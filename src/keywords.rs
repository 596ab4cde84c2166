//! Keyword derivation for the keyword-scan retrieval fallback.
//!
//! A question yields keywords from three places:
//!
//! 1. **Categories.** Each category has a fixed bilingual vocabulary. If
//!    any word of a category occurs in the lowercased question, every word
//!    of that category becomes a keyword.
//! 2. **Figure numbers.** `第N张` adds `图片N`, `figure` and `image`.
//! 3. **Free tokens.** Runs of CJK characters and Latin words, minus a
//!    small stop-word set.
//!
//! The result is deduplicated and sorted so the fallback is deterministic.

use std::collections::BTreeSet;

use once_cell::sync::Lazy;
use regex::Regex;

/// Static vocabulary per question category.
pub const CATEGORIES: &[(&str, &[&str])] = &[
    (
        "dataset",
        &["数据集", "dataset", "data", "训练", "测试", "验证", "benchmark"],
    ),
    (
        "experiment",
        &["实验", "experiment", "方法", "method", "算法", "algorithm"],
    ),
    (
        "result",
        &["结果", "result", "性能", "performance", "准确率", "accuracy"],
    ),
    (
        "contribution",
        &["创新", "contribution", "贡献", "novel", "新方法", "改进"],
    ),
    ("image", &["图片", "图", "figure", "image", "图表", "chart"]),
];

const STOP_WORDS: &[&str] = &[
    "的", "是", "在", "有", "和", "与", "或", "什么", "哪些", "如何", "为什么",
];

static FIGURE_NUMBER: Lazy<Regex> =
    Lazy::new(|| Regex::new(r"第(\d+)张").expect("static regex"));
static FREE_TOKEN: Lazy<Regex> =
    Lazy::new(|| Regex::new(r"[\x{4e00}-\x{9fff}]+|[a-zA-Z]+").expect("static regex"));

/// Names of the categories whose vocabulary occurs in `question`.
pub fn categories(question: &str) -> Vec<&'static str> {
    let lower = question.to_lowercase();
    CATEGORIES
        .iter()
        .filter(|(_, words)| words.iter().any(|w| lower.contains(w)))
        .map(|(name, _)| *name)
        .collect()
}

/// Derive the keyword set used by the keyword-scan fallback.
pub fn extract_keywords(question: &str) -> Vec<String> {
    let lower = question.to_lowercase();
    let mut keywords = BTreeSet::new();

    for (_, words) in CATEGORIES {
        if words.iter().any(|w| lower.contains(w)) {
            keywords.extend(words.iter().map(|w| w.to_string()));
        }
    }

    if let Some(caps) = FIGURE_NUMBER.captures(question) {
        keywords.insert(format!("图片{}", &caps[1]));
        keywords.insert("figure".to_string());
        keywords.insert("image".to_string());
    }

    for m in FREE_TOKEN.find_iter(question) {
        let token = m.as_str();
        if !STOP_WORDS.contains(&token) {
            keywords.insert(token.to_string());
        }
    }

    keywords.into_iter().collect()
}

###

→ Task
All of the material, start to finish, should be retyped exactly.

→ Solution
filename src/keywords.rs
repository 596ab4cde84c2166
//! Keyword derivation for the keyword-scan retrieval fallback.
//!
//! A question yields keywords from three places:
//!
//! 1. **Categories.** Each category has a fixed bilingual vocabulary. If
//!    any word of a category occurs in the lowercased question, every word
//!    of that category becomes a keyword.
//! 2. **Figure numbers.** `第N张` adds `图片N`, `figure` and `image`.
//! 3. **Free tokens.** Runs of CJK characters and Latin words, minus a
//!    small stop-word set.
//!
//! The result is deduplicated and sorted so the fallback is deterministic.

use std::collections::BTreeSet;

use once_cell::sync::Lazy;
use regex::Regex;

/// Static vocabulary per question category.
pub const CATEGORIES: &[(&str, &[&str])] = &[
    (
        "dataset",
        &["数据集", "dataset", "data", "训练", "测试", "验证", "benchmark"],
    ),
    (
        "experiment",
        &["实验", "experiment", "方法", "method", "算法", "algorithm"],
    ),
    (
        "result",
        &["结果", "result", "性能", "performance", "准确率", "accuracy"],
    ),
    (
        "contribution",
        &["创新", "contribution", "贡献", "novel", "新方法", "改进"],
    ),
    ("image", &["图片", "图", "figure", "image", "图表", "chart"]),
];

const STOP_WORDS: &[&str] = &[
    "的", "是", "在", "有", "和", "与", "或", "什么", "哪些", "如何", "为什么",
];

static FIGURE_NUMBER: Lazy<Regex> =
    Lazy::new(|| Regex::new(r"第(\d+)张").expect("static regex"));
static FREE_TOKEN: Lazy<Regex> =
    Lazy::new(|| Regex::new(r"[\x{4e00}-\x{9fff}]+|[a-zA-Z]+").expect("static regex"));

/// Names of the categories whose vocabulary occurs in `question`.
pub fn categories(question: &str) -> Vec<&'static str> {
    let lower = question.to_lowercase();
    CATEGORIES
        .iter()
        .filter(|(_, words)| words.iter().any(|w| lower.contains(w)))
        .map(|(name, _)| *name)
        .collect()
}

/// Derive the keyword set used by the keyword-scan fallback.
pub fn extract_keywords(question: &str) -> Vec<String> {
    let lower = question.to_lowercase();
    let mut keywords = BTreeSet::new();

    for (_, words) in CATEGORIES {
        if words.iter().any(|w| lower.contains(w)) {
            keywords.extend(words.iter().map(|w| w.to_string()));
        }
    }

    if let Some(caps) = FIGURE_NUMBER.captures(question) {
        keywords.insert(format!("图片{}", &caps[1]));
        keywords.insert("figure".to_string());
        keywords.insert("image".to_string());
    }

    for m in FREE_TOKEN.find_iter(question) {
        let token = m.as_str();
        if !STOP_WORDS.contains(&token) {
            keywords.insert(token.to_string());
        }
    }

    keywords.into_iter().collect()
}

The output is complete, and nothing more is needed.